What is being asked: Reproduce the whole listing, keeping each line as it is.

Record extracts:
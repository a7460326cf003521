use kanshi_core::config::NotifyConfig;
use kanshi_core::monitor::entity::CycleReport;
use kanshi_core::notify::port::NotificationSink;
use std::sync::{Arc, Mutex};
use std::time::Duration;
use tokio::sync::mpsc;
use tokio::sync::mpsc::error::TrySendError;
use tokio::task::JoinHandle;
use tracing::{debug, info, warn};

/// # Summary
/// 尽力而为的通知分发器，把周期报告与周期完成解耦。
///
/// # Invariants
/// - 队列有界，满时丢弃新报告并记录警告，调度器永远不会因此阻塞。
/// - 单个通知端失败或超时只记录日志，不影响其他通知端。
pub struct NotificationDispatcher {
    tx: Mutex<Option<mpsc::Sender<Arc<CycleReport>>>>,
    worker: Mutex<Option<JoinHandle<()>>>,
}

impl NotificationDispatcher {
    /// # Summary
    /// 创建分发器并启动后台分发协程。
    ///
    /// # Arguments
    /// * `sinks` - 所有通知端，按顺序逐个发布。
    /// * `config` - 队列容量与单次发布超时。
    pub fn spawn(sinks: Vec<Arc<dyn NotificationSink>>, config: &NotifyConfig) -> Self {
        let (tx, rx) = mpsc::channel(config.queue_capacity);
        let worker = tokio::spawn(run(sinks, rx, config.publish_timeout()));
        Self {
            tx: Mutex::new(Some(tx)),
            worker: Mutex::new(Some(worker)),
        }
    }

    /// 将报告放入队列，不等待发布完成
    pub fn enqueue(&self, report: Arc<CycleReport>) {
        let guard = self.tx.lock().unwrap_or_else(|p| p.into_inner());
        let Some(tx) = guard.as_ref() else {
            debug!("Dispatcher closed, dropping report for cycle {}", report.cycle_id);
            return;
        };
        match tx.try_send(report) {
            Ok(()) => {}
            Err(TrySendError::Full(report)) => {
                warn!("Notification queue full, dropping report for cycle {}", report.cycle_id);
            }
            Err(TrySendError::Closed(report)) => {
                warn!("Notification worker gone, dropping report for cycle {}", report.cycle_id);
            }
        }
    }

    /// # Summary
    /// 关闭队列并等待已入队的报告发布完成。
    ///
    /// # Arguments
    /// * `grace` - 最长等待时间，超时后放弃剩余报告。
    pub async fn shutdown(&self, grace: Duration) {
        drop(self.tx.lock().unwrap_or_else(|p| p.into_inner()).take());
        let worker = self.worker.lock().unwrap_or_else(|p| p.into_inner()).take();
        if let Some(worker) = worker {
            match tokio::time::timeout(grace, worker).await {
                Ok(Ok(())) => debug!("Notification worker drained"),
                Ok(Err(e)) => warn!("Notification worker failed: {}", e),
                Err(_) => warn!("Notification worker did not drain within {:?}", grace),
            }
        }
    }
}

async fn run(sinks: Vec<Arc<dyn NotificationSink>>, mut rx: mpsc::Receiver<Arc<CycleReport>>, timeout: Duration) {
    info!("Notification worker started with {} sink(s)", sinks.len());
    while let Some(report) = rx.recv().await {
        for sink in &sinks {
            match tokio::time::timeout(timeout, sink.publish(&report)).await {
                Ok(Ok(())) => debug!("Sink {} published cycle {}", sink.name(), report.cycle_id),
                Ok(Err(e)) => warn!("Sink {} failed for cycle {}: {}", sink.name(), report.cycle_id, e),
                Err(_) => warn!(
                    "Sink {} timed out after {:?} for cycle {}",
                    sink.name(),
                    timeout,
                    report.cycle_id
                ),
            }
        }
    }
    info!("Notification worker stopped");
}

Your response:
repository a7460326cf003521
use kanshi_core::config::NotifyConfig;
use kanshi_core::monitor::entity::CycleReport;
use kanshi_core::notify::port::NotificationSink;
use std::sync::{Arc, Mutex};
use std::time::Duration;
use tokio::sync::mpsc;
use tokio::sync::mpsc::error::TrySendError;
use tokio::task::JoinHandle;
use tracing::{debug, info, warn};

/// # Summary
/// 尽力而为的通知分发器，把周期报告与周期完成解耦。
///
/// # Invariants
/// - 队列有界，满时丢弃新报告并记录警告，调度器永远不会因此阻塞。
/// - 单个通知端失败或超时只记录日志，不影响其他通知端。
pub struct NotificationDispatcher {
    tx: Mutex<Option<mpsc::Sender<Arc<CycleReport>>>>,
    worker: Mutex<Option<JoinHandle<()>>>,
}

impl NotificationDispatcher {
    /// # Summary
    /// 创建分发器并启动后台分发协程。
    ///
    /// # Arguments
    /// * `sinks` - 所有通知端，按顺序逐个发布。
    /// * `config` - 队列容量与单次发布超时。
    pub fn spawn(sinks: Vec<Arc<dyn NotificationSink>>, config: &NotifyConfig) -> Self {
        let (tx, rx) = mpsc::channel(config.queue_capacity);
        let worker = tokio::spawn(run(sinks, rx, config.publish_timeout()));
        Self {
            tx: Mutex::new(Some(tx)),
            worker: Mutex::new(Some(worker)),
        }
    }

    /// 将报告放入队列，不等待发布完成
    pub fn enqueue(&self, report: Arc<CycleReport>) {
        let guard = self.tx.lock().unwrap_or_else(|p| p.into_inner());
        let Some(tx) = guard.as_ref() else {
            debug!("Dispatcher closed, dropping report for cycle {}", report.cycle_id);
            return;
        };
        match tx.try_send(report) {
            Ok(()) => {}
            Err(TrySendError::Full(report)) => {
                warn!("Notification queue full, dropping report for cycle {}", report.cycle_id);
            }
            Err(TrySendError::Closed(report)) => {
                warn!("Notification worker gone, dropping report for cycle {}", report.cycle_id);
            }
        }
    }

    /// # Summary
    /// 关闭队列并等待已入队的报告发布完成。
    ///
    /// # Arguments
    /// * `grace` - 最长等待时间，超时后放弃剩余报告。
    pub async fn shutdown(&self, grace: Duration) {
        drop(self.tx.lock().unwrap_or_else(|p| p.into_inner()).take());
        let worker = self.worker.lock().unwrap_or_else(|p| p.into_inner()).take();
        if let Some(worker) = worker {
            match tokio::time::timeout(grace, worker).await {
                Ok(Ok(())) => debug!("Notification worker drained"),
                Ok(Err(e)) => warn!("Notification worker failed: {}", e),
                Err(_) => warn!("Notification worker did not drain within {:?}", grace),
            }
        }
    }
}

async fn run(sinks: Vec<Arc<dyn NotificationSink>>, mut rx: mpsc::Receiver<Arc<CycleReport>>, timeout: Duration) {
    info!("Notification worker started with {} sink(s)", sinks.len());
    while let Some(report) = rx.recv().await {
        for sink in &sinks {
            match tokio::time::timeout(timeout, sink.publish(&report)).await {
                Ok(Ok(())) => debug!("Sink {} published cycle {}", sink.name(), report.cycle_id),
                Ok(Err(e)) => warn!("Sink {} failed for cycle {}: {}", sink.name(), report.cycle_id, e),
                Err(_) => warn!(
                    "Sink {} timed out after {:?} for cycle {}",
                    sink.name(),
                    timeout,
                    report.cycle_id
                ),
            }
        }
    }
    info!("Notification worker stopped");
}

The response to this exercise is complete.